The Clinton-Trump Parallels

From a Wall Street Journal commentary by Julian Epstein headlined “The Clinton-Trump Parallels”:

I was chief counsel to the House Judiciary Committee Democrats fighting President Clinton’s impeachment. The House impeached Mr. Clinton in 1998 for alleged “process crimes”—perjury and obstruction of justice—stemming from attempts to cover up an extramarital affair in the Paula Jones civil suit and subsequent grand jury proceedings. Later, independent counsel Robert Ray obtained a settlement with Mr. Clinton under threat of criminal prosecution.

Nearly every Democrat I worked with, including Chuck Schumer and Nancy Pelosi, argued that there was no precedent for such extreme legal measures. They agreed that pursuing impeachment and criminal charges on a case that was fundamentally about covering up a private affair—as wrong as that conduct might have been—was unprecedented. Democrats were virtually unanimous in that view.

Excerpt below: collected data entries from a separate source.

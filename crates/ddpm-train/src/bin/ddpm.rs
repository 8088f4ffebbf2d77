//! `ddpm` — train the MNIST diffusion model or sample from a checkpoint.
//!
//! # Usage
//!
//! ```bash
//! # reference run: 40 epochs, samples + checkpoint in ./output/
//! cargo run --release -p ddpm-train --bin ddpm
//!
//! # quick CPU run with overrides
//! cargo run --release -p ddpm-train --bin ddpm -- train \
//!   --epochs 2 --n-feat 64 --n-t 100 --device cpu --output runs/quick
//!
//! # sample from a saved checkpoint
//! cargo run --release -p ddpm-train --bin ddpm -- sample \
//!   --checkpoint output/model_39.safetensors --n 16
//! ```
//!
//! Precedence: command-line flags over `--config` file values over defaults.
//! `sample` falls back to the `config.toml` saved beside the checkpoint when
//! no `--config` is given. Log verbosity follows `RUST_LOG` (default `info`).

use std::path::{Path, PathBuf};
use std::time::Instant;

use clap::{Args, Parser, Subcommand};
use ddpm_core::{DdpmError, DeviceChoice, TrainConfig};
use ddpm_train::{prepare_dataset, sample_from_checkpoint, Trainer};
use tracing_subscriber::EnvFilter;

#[derive(Debug, Parser)]
#[command(name = "ddpm", version, about = "Denoising diffusion on MNIST")]
struct Cli {
    /// Defaults to `train` when omitted.
    #[command(subcommand)]
    command: Option<Command>,
}

impl Cli {
    fn into_command(self) -> Command {
        self.command.unwrap_or(Command::Train(TrainArgs::default()))
    }
}

#[derive(Debug, Subcommand)]
enum Command {
    /// Train a model and write samples to the output directory.
    Train(TrainArgs),
    /// Generate samples from a saved checkpoint.
    Sample(SampleArgs),
}

#[derive(Debug, Default, Args)]
struct CommonArgs {
    /// TOML file with any subset of the run configuration.
    #[arg(long, env = "DDPM_CONFIG")]
    config: Option<PathBuf>,

    /// Output directory for images and checkpoints.
    #[arg(long)]
    output: Option<PathBuf>,

    /// auto, cpu, cuda or cuda:N.
    #[arg(long)]
    device: Option<DeviceChoice>,

    /// Random seed.
    #[arg(long)]
    seed: Option<u64>,

    /// UNet base width (multiple of 8).
    #[arg(long)]
    n_feat: Option<usize>,

    /// Number of diffusion steps.
    #[arg(long)]
    n_t: Option<usize>,
}

#[derive(Debug, Default, Args)]
struct TrainArgs {
    #[command(flatten)]
    common: CommonArgs,

    /// Number of epochs.
    #[arg(long)]
    epochs: Option<usize>,

    /// Batch size.
    #[arg(long)]
    batch_size: Option<usize>,

    /// Initial learning rate.
    #[arg(long)]
    lr: Option<f64>,

    /// Directory holding MNIST IDX files.
    #[arg(long)]
    data_dir: Option<PathBuf>,

    /// Never fetch MNIST from the network.
    #[arg(long)]
    no_download: bool,

    /// Also sample and checkpoint every N epochs.
    #[arg(long)]
    sample_every: Option<usize>,

    /// Batches between loss log lines.
    #[arg(long)]
    log_interval: Option<usize>,

    /// Skip writing checkpoints.
    #[arg(long)]
    no_save_model: bool,
}

#[derive(Debug, Args)]
struct SampleArgs {
    #[command(flatten)]
    common: CommonArgs,

    /// safetensors file written by `ddpm train`.
    #[arg(long)]
    checkpoint: PathBuf,

    /// Number of digits to generate.
    #[arg(long)]
    n: Option<usize>,
}

fn main() {
    tracing_subscriber::fmt()
        .with_env_filter(EnvFilter::try_from_default_env().unwrap_or_else(|_| EnvFilter::new("info")))
        .init();

    let result = match Cli::parse().into_command() {
        Command::Train(args) => train(args),
        Command::Sample(args) => sample(args),
    };

    if let Err(e) = result {
        tracing::error!("{e}");
        std::process::exit(1);
    }
}

fn base_config(common: &CommonArgs, config_file: Option<&Path>) -> Result<TrainConfig, DdpmError> {
    let mut config = match config_file {
        Some(path) => TrainConfig::from_toml_file(path)?,
        None => TrainConfig::default(),
    };
    if let Some(output) = &common.output {
        config.save_dir = output.clone();
    }
    if let Some(device) = common.device {
        config.device = device;
    }
    if let Some(seed) = common.seed {
        config.seed = seed;
    }
    if let Some(n_feat) = common.n_feat {
        config.n_feat = n_feat;
    }
    if let Some(n_t) = common.n_t {
        config.n_t = n_t;
    }
    Ok(config)
}

fn train_config(args: &TrainArgs) -> Result<TrainConfig, DdpmError> {
    let mut config = base_config(&args.common, args.common.config.as_deref())?;
    if let Some(epochs) = args.epochs {
        config.n_epoch = epochs;
    }
    if let Some(batch_size) = args.batch_size {
        config.batch_size = batch_size;
    }
    if let Some(lr) = args.lr {
        config.lrate = lr;
    }
    if let Some(data_dir) = &args.data_dir {
        config.data_dir = data_dir.clone();
    }
    if args.no_download {
        config.download = false;
    }
    if args.sample_every.is_some() {
        config.sample_every = args.sample_every;
    }
    if let Some(log_interval) = args.log_interval {
        config.log_interval = log_interval;
    }
    if args.no_save_model {
        config.save_model = false;
    }
    config.validate()?;
    Ok(config)
}

fn train(args: TrainArgs) -> Result<(), DdpmError> {
    let config = train_config(&args)?;

    tracing::info!(
        epochs = config.n_epoch,
        batch_size = config.batch_size,
        n_t = config.n_t,
        n_feat = config.n_feat,
        lr = config.lrate,
        output = %config.save_dir.display(),
        "=== DDPM MNIST training ==="
    );

    let device = ddpm_model::select_device(config.device)?;
    tracing::info!(?device, "using device");

    let dataset = prepare_dataset(&config)?;

    let start = Instant::now();
    let mut trainer = Trainer::new(config, &device)?;
    let report = trainer.run(&dataset)?;
    let elapsed = start.elapsed().as_secs_f32();

    tracing::info!(
        epochs = report.epochs_completed,
        "training complete in {elapsed:.1}s, final loss: {:.4}",
        report.final_loss_ema
    );
    for path in &report.artifacts {
        tracing::info!(path = %path.display(), "artifact");
    }
    Ok(())
}

fn sample_config(args: &SampleArgs) -> Result<TrainConfig, DdpmError> {
    // the schedule has no weights, so T must come from the training run
    let saved = args.checkpoint.with_file_name("config.toml");
    let config_file = match &args.common.config {
        Some(path) => Some(path.as_path()),
        None if saved.is_file() => {
            tracing::info!(path = %saved.display(), "using config saved with checkpoint");
            Some(saved.as_path())
        }
        None => None,
    };
    let mut config = base_config(&args.common, config_file)?;
    if let Some(n) = args.n {
        config.n_sample = n;
    }
    config.validate()?;
    Ok(config)
}

fn sample(args: SampleArgs) -> Result<(), DdpmError> {
    let config = sample_config(&args)?;

    let device = ddpm_model::select_device(config.device)?;
    let written = sample_from_checkpoint(&config, &args.checkpoint, config.n_sample, &device)?;
    for path in &written {
        tracing::info!(path = %path.display(), "wrote");
    }
    Ok(())
}

#[cfg(test)]
mod tests {
    use super::*;

    fn parse(argv: &[&str]) -> Command {
        Cli::try_parse_from(argv).unwrap().into_command()
    }

    fn train_args(command: Command) -> TrainArgs {
        match command {
            Command::Train(args) => args,
            Command::Sample(_) => panic!("expected train"),
        }
    }

    fn sample_args(command: Command) -> SampleArgs {
        match command {
            Command::Sample(args) => args,
            Command::Train(_) => panic!("expected sample"),
        }
    }

    #[test]
    fn no_arguments_trains_with_defaults() {
        let args = train_args(parse(&["ddpm"]));
        assert!(args.common.config.is_none());
        assert_eq!(train_config(&args).unwrap(), TrainConfig::default());
    }

    #[test]
    fn file_values_override_defaults() {
        let dir = tempfile::tempdir().unwrap();
        let path = dir.path().join("run.toml");
        std::fs::write(&path, "n_epoch = 3\nbatch_size = 16\n").unwrap();

        let args = train_args(parse(&["ddpm", "train", "--config", path.to_str().unwrap()]));
        let config = train_config(&args).unwrap();
        assert_eq!(config.n_epoch, 3);
        assert_eq!(config.batch_size, 16);
        assert_eq!(config.n_t, TrainConfig::default().n_t);
    }

    #[test]
    fn flags_override_file_values() {
        let dir = tempfile::tempdir().unwrap();
        let path = dir.path().join("run.toml");
        std::fs::write(&path, "n_epoch = 3\nbatch_size = 16\n").unwrap();

        let args = train_args(parse(&[
            "ddpm",
            "train",
            "--config",
            path.to_str().unwrap(),
            "--epochs",
            "5",
            "--no-save-model",
        ]));
        let config = train_config(&args).unwrap();
        assert_eq!(config.n_epoch, 5);
        assert_eq!(config.batch_size, 16);
        assert!(!config.save_model);
    }

    #[test]
    fn invalid_override_is_rejected() {
        let args = train_args(parse(&["ddpm", "train", "--n-feat", "12"]));
        assert!(matches!(train_config(&args), Err(DdpmError::InvalidConfig { .. })));
    }

    #[test]
    fn sample_reads_config_beside_checkpoint() {
        let dir = tempfile::tempdir().unwrap();
        std::fs::write(dir.path().join("config.toml"), "n_t = 7\nn_feat = 16\n").unwrap();
        let checkpoint = dir.path().join("model_0.safetensors");

        let args = sample_args(parse(&["ddpm", "sample", "--checkpoint", checkpoint.to_str().unwrap()]));
        let config = sample_config(&args).unwrap();
        assert_eq!((config.n_t, config.n_feat), (7, 16));

        let args = sample_args(parse(&[
            "ddpm",
            "sample",
            "--checkpoint",
            checkpoint.to_str().unwrap(),
            "--n-t",
            "9",
        ]));
        assert_eq!(sample_config(&args).unwrap().n_t, 9);
    }

    #[test]
    fn sample_without_saved_config_uses_defaults() {
        let dir = tempfile::tempdir().unwrap();
        let checkpoint = dir.path().join("model_0.safetensors");
        let args = sample_args(parse(&[
            "ddpm",
            "sample",
            "--checkpoint",
            checkpoint.to_str().unwrap(),
            "--n",
            "4",
        ]));
        let config = sample_config(&args).unwrap();
        assert_eq!(config.n_t, TrainConfig::default().n_t);
        assert_eq!(config.n_sample, 4);
    }
}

There are surely differences between the Clinton case and the recent indictment of President Trump in New York. But there is one important similarity: In both, prosecutors pursued cases that they would have normally declined, but for who the two men are. That the Democrats, the supplicant pundit class, and left-leaning mainstream media aren’t more outraged by the corruption of the blind-justice principle is a bad omen for the nation.

The hopelessly conflicted prosecutor Alvin Bragg—who campaigned for office on a promise to go after Mr. Trump—built his case by bootstrapping relatively trivial bookkeeping misdemeanors to a dubious interpretation of federal campaign-finance laws.

Quite apart from this odd formulation involving a federal statute over which Mr. Bragg has no jurisdiction, there is nothing in underlying federal law defining hush money as a reportable campaign expenditure—and plenty of official guidance that it isn’t. Former chairmen and members of the Federal Election Commission have said publicly that hush money isn’t a campaign expense.

How can a prosecutor possibly prove that Mr. Trump’s actions meet the required element of intent to evade the campaign laws if experienced federal enforcement officials have publicly stated the laws don’t apply in this fact pattern? No impartial jury would or should convict. At a minimum, the indictment should be dismissed on the constitutional principle that you can’t convict someone using an ambiguous interpretation of a statute.

The impending fiasco should be a warning to Democrats and the media who have been dining out and boosting ratings on the “breaking news” of a Trump Waterloo for seven years. If you are going to take the unprecedented and divisive step of prosecuting a former president, you’d better have the goods.

For starters, local prosecutors like Mr. Bragg (and Fani Willis of Fulton County, Ga.) significantly involved in partisan electoral politics should recuse themselves because of the conflict. Taking politics out of prosecutorial decisions should be an obvious principle to even the fiercest partisans.

Second, Democrats and Trump opponents should learn humility and resist the impulse to get ahead of the facts. During the Robert Mueller probe in 2018, Rep. Adam Schiff claimed there was “plenty of evidence of collusion and conspiracy in plain sight,” only to eat humble pie when Mr. Mueller’s subsequent report found there wasn’t.

In this vein, the other potential cases against Mr. Trump may also turn out to be less definitive than the chattering class would have us believe. Georgia prosecutors would likely have to prove that Mr. Trump’s urging a state election official to “find” him 11,780 votes was an implicit request to falsify election returns. It won’t be easy to persuade 12 impartial Georgia jurors of that.

The Mar-a-Lago documents case is also more complex than many understand. Because President Biden also reportedly removed national-security related documents, federal prosecutors—fearing charges of selective prosecution—will probably shift their focus to Mr. Trump’s alleged refusal to return similar material. Good luck explaining why one president should be punished for mishandling documents while another shouldn’t.

Finally, the Jan. 6 riot was an odious event for which there should be full accountability. But the potential charges against Mr. Trump would likely require proof that he intended the mob to obstruct Congress’s presidential certification proceedings—a difficult test under both the statutes and the Constitution—and that his reliance on John Eastman’s fringe views about alternate electors was criminal.

Mr. Trump argues Democrats are weaponizing law enforcement. Democrats like Mr. Bragg seem determined to prove him right. I never voted for Mr. Trump, but the left’s performance art is getting old. It’s also making it almost impossible to mount a prosecution that isn’t perceived by at least half the country as purely political.

Julian Epstein has served as chief counsel to the House Judiciary Committee and staff director to the House Oversight Committee.